[[ Given records, beginning ]]

//! Method parsing
//!
//! Turns one member statement (`virtual Foo *Get(int id) const override`)
//! into a [`Method`]. Definitions are accepted too: anything from the body's
//! `{` on is ignored, as is a constructor initializer list.

use super::char_class::{find_word, is_ident_byte};
use super::config::ScraperConfig;
use super::decl::Method;
use super::scanner::{
    find_first_not_of, find_first_of, find_scope_borders, smart_find_first_of, smart_split_by,
    Delimiter,
};
use super::types::{parse_argument, parse_type};

/// Locate the name and the argument list's `(` of a declaration
///
/// Returns `(name_start, name_end, paren)`.
fn locate_name(s: &str) -> Option<(usize, usize, usize)> {
    if let Some(op) = find_word(s, 0, "operator") {
        let mut pos = find_first_not_of(b" \t\n", s, op + "operator".len());
        if s[pos..].starts_with("()") {
            pos += 2;
        }
        let paren = find_first_of(b"(", s, pos);
        return (paren < s.len()).then_some((op, paren, paren));
    }

    let paren = smart_find_first_of(b"(", s, 0);
    if paren >= s.len() {
        return None;
    }

    let bytes = s.as_bytes();
    let name_end = s[..paren].trim_end().len();
    let mut name_start = name_end;
    while name_start > 0
        && (is_ident_byte(bytes[name_start - 1]) || matches!(bytes[name_start - 1], b':' | b'~'))
    {
        name_start -= 1;
    }
    (name_start < name_end).then_some((name_start, name_end, paren))
}

/// Split trailing text after the argument list into qualifiers
///
/// Returns the qualifiers and a trailing return type, if any.
fn parse_postfix<'a>(postfix: &'a str) -> (Vec<String>, Option<&'a str>) {
    // Cut at a body or a constructor initializer list
    let mut end = smart_find_first_of(b"{", postfix, 0);
    let bytes = postfix.as_bytes();
    let mut colon = smart_find_first_of(b":", postfix, 0);
    while colon < end {
        if bytes.get(colon + 1) == Some(&b':') {
            colon = smart_find_first_of(b":", postfix, colon + 2);
            continue;
        }
        end = colon;
        break;
    }
    let mut postfix = postfix[..end].trim();

    let mut qualifiers = Vec::new();
    let mut trailing_return = None;

    let eq = smart_find_first_of(b"=", postfix, 0);
    let pure = if eq < postfix.len() {
        let value = postfix[eq + 1..].trim().to_string();
        postfix = postfix[..eq].trim_end();
        Some(format!("= {}", value))
    } else {
        None
    };

    if let Some(arrow) = postfix.find("->") {
        trailing_return = Some(postfix[arrow + 2..].trim());
        postfix = postfix[..arrow].trim_end();
    }

    qualifiers.extend(smart_split_by(postfix, b' ').into_iter().map(str::to_string));
    qualifiers.extend(pure);
    (qualifiers, trailing_return)
}

/// Parse a method, constructor, destructor or operator declaration
///
/// Returns `None` when the statement is not a function declaration: no
/// argument list, an initializer (`int x = f(1)`), or a function pointer
/// field (`void (*cb)(int)`).
pub fn parse_method(statement: &str, config: &ScraperConfig) -> Option<Method> {
    let s = statement.trim();
    let (name_start, name_end, paren) = locate_name(s)?;

    if smart_find_first_of(b"=", s, 0) < name_start {
        return None;
    }
    if s[paren + 1..].trim_start().starts_with(['*', '&']) {
        return None;
    }

    let mut method = Method {
        name: s[name_start..name_end]
            .split_ascii_whitespace()
            .collect::<Vec<_>>()
            .join(" "),
        ..Method::default()
    };

    let mut prefix = s[..name_start].trim();
    loop {
        let word_end = prefix.find(|c: char| c.is_ascii_whitespace()).unwrap_or(prefix.len());
        let word = &prefix[..word_end];
        if word.is_empty() || !(config.is_modifier(word) || config.is_known_macro(word)) {
            break;
        }
        method.modifiers.push(word.to_string());
        prefix = prefix[word_end..].trim_start();
    }
    if !prefix.is_empty() {
        method.return_type = Some(parse_type(prefix, config));
    }

    let args = find_scope_borders(s, paren, Delimiter::Paren).ok()?;
    method.arguments = smart_split_by(args.inner(s), b',')
        .into_iter()
        .filter_map(|arg| parse_argument(arg, config))
        .collect();

    let (qualifiers, trailing_return) = parse_postfix(&s[args.end()..]);
    method.qualifiers = qualifiers;
    if let Some(ret) = trailing_return {
        method.return_type = Some(parse_type(ret, config));
    }

    Some(method)
}

/// Whether a statement is a call to an allow-listed macro
///
/// `NO_COPY_SEMANTIC(Foo)` looks like a constructor declaration but is not.
pub fn is_known_macro_call(statement: &str, config: &ScraperConfig) -> bool {
    let s = statement.trim_start();
    let name_end = s.find(|c: char| !(c.is_ascii_alphanumeric() || c == '_')).unwrap_or(s.len());
    config.is_known_macro(&s[..name_end]) && s[name_end..].trim_start().starts_with('(')
}
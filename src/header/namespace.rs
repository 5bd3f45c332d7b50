//! Namespace parser

use super::char_class::find_word;
use super::decl::{Declaration, NamespaceDecl};
use super::error::{HeaderError, HeaderResult};
use super::parser::HeaderParser;
use super::scanner::{find_first_of, find_scope_borders, Delimiter};

impl HeaderParser<'_> {
    /// Parse `namespace name { ... }`
    ///
    /// Only the innermost segment of `a::b::c` is kept as the name, and an
    /// anonymous namespace gets the empty name. The body goes back through
    /// the dispatch driver.
    pub fn parse_namespace(&mut self, start: usize) -> HeaderResult<(usize, Declaration)> {
        let text = self.text;
        let keyword = find_word(text, start, "namespace").ok_or(HeaderError::MissingKeyword {
            keyword: "namespace",
            position: start,
        })?;
        let after_keyword = keyword + "namespace".len();

        let brace = find_first_of(b"{;", text, after_keyword);
        if brace >= text.len() || text.as_bytes()[brace] != b'{' {
            return Err(HeaderError::MalformedScope {
                delimiter: '{',
                position: keyword,
            });
        }

        let name = text[after_keyword..brace]
            .rsplit("::")
            .next()
            .unwrap_or("")
            .trim()
            .to_string();

        let body = find_scope_borders(text, brace, Delimiter::Brace)?;
        let declarations =
            self.nested(|parser| parser.parse_declarations(body.open + 1, body.close))?;

        Ok((body.end(), Declaration::Namespace(NamespaceDecl { name, declarations })))
    }
}

#[cfg(test)]
mod tests {
    use super::*;
    use crate::header::config::ScraperConfig;
    use crate::header::diagnostics::NullDiagnostics;

    fn parse_namespace(text: &str) -> (usize, NamespaceDecl) {
        let config = ScraperConfig::default();
        let mut parser = HeaderParser::new(text, &config, &NullDiagnostics);
        match parser.parse_namespace(0).unwrap() {
            (end, Declaration::Namespace(ns)) => (end, ns),
            (_, other) => panic!("unexpected {:?}", other),
        }
    }

    #[test]
    fn test_namespace_body() {
        let (end, ns) = parse_namespace("namespace ark {\nclass Runtime;\nstruct Frame;\n}\nint x;");
        assert_eq!(ns.name, "ark");
        assert_eq!(ns.declarations.names(), vec!["Runtime", "Frame"]);
        assert_eq!(end, 46);
    }

    #[test]
    fn test_nested_namespace_name_is_innermost() {
        let (_, ns) = parse_namespace("namespace ark::mem::gc { struct Region; }");
        assert_eq!(ns.name, "gc");
    }

    #[test]
    fn test_anonymous_namespace() {
        let (_, ns) = parse_namespace("namespace { constexpr int K = 1; }");
        assert_eq!(ns.name, "");
        assert!(ns.declarations.is_empty());
    }

    #[test]
    fn test_namespace_recurses() {
        let (_, ns) = parse_namespace("namespace a { namespace b { class C; } }");
        match ns.declarations.get("b") {
            Some(Declaration::Namespace(inner)) => assert_eq!(inner.declarations.names(), vec!["C"]),
            other => panic!("unexpected {:?}", other),
        }
    }

    #[test]
    fn test_namespace_without_body() {
        let config = ScraperConfig::default();
        let mut parser = HeaderParser::new("namespace broken;", &config, &NullDiagnostics);
        assert!(matches!(
            parser.parse_namespace(0),
            Err(HeaderError::MalformedScope { delimiter: '{', position: 0 })
        ));
    }
}
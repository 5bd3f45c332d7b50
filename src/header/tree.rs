//! Ordered declaration tree
//!
//! Serialized as a mapping from declaration name to declaration, in the
//! order declarations appear in the header.

use super::decl::Declaration;
use serde::ser::{Serialize, SerializeMap, Serializer};

/// Declarations of one scope, keyed by name, in insertion order
#[derive(Debug, Clone, Default, PartialEq)]
pub struct DeclarationTree {
    entries: Vec<Declaration>,
}

impl DeclarationTree {
    /// Create an empty tree
    pub fn new() -> Self {
        Self::default()
    }

    /// Insert a declaration under its name
    ///
    /// A name that already exists is replaced in place, except that a
    /// reopened namespace is merged into the existing one and a forward
    /// declaration never replaces a definition.
    pub fn insert(&mut self, decl: Declaration) {
        let Some(index) = self.entries.iter().position(|d| d.name() == decl.name()) else {
            self.entries.push(decl);
            return;
        };

        match (&mut self.entries[index], decl) {
            (Declaration::Namespace(existing), Declaration::Namespace(reopened)) => {
                existing.declarations.extend(reopened.declarations);
            }
            (slot, decl) if decl.is_forward() && !slot.is_forward() => {}
            (slot, decl) => *slot = decl,
        }
    }

    /// Insert every declaration of `other`
    pub fn extend(&mut self, other: DeclarationTree) {
        for decl in other.entries {
            self.insert(decl);
        }
    }

    /// Look up a declaration by name
    pub fn get(&self, name: &str) -> Option<&Declaration> {
        self.entries.iter().find(|d| d.name() == name)
    }

    /// Number of declarations
    #[inline]
    pub fn len(&self) -> usize {
        self.entries.len()
    }

    /// Whether the tree is empty
    #[inline]
    pub fn is_empty(&self) -> bool {
        self.entries.is_empty()
    }

    /// Iterate declarations in order
    pub fn iter(&self) -> std::slice::Iter<'_, Declaration> {
        self.entries.iter()
    }

    /// Declaration names in order
    pub fn names(&self) -> Vec<&str> {
        self.entries.iter().map(|d| d.name()).collect()
    }

    /// Serialize to JSON
    pub fn to_json(&self) -> Result<String, serde_json::Error> {
        serde_json::to_string(self)
    }

    /// Serialize to indented JSON
    pub fn to_json_pretty(&self) -> Result<String, serde_json::Error> {
        serde_json::to_string_pretty(self)
    }
}

impl Serialize for DeclarationTree {
    fn serialize<S: Serializer>(&self, serializer: S) -> Result<S::Ok, S::Error> {
        let mut map = serializer.serialize_map(Some(self.entries.len()))?;
        for decl in &self.entries {
            map.serialize_entry(decl.name(), decl)?;
        }
        map.end()
    }
}

impl<'a> IntoIterator for &'a DeclarationTree {
    type Item = &'a Declaration;
    type IntoIter = std::slice::Iter<'a, Declaration>;

    fn into_iter(self) -> Self::IntoIter {
        self.entries.iter()
    }
}

impl IntoIterator for DeclarationTree {
    type Item = Declaration;
    type IntoIter = std::vec::IntoIter<Declaration>;

    fn into_iter(self) -> Self::IntoIter {
        self.entries.into_iter()
    }
}

impl FromIterator<Declaration> for DeclarationTree {
    fn from_iter<I: IntoIterator<Item = Declaration>>(iter: I) -> Self {
        let mut tree = DeclarationTree::new();
        for decl in iter {
            tree.insert(decl);
        }
        tree
    }
}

[[ Given records, end ]]

== Problem description ==
Filter the lines above, keeping and copying those that contain "operator".

== Result of the exercise ==
    if let Some(op) = find_word(s, 0, "operator") {
        let mut pos = find_first_not_of(b" \t\n", s, op + "operator".len());
/// Parse a method, constructor, destructor or operator declaration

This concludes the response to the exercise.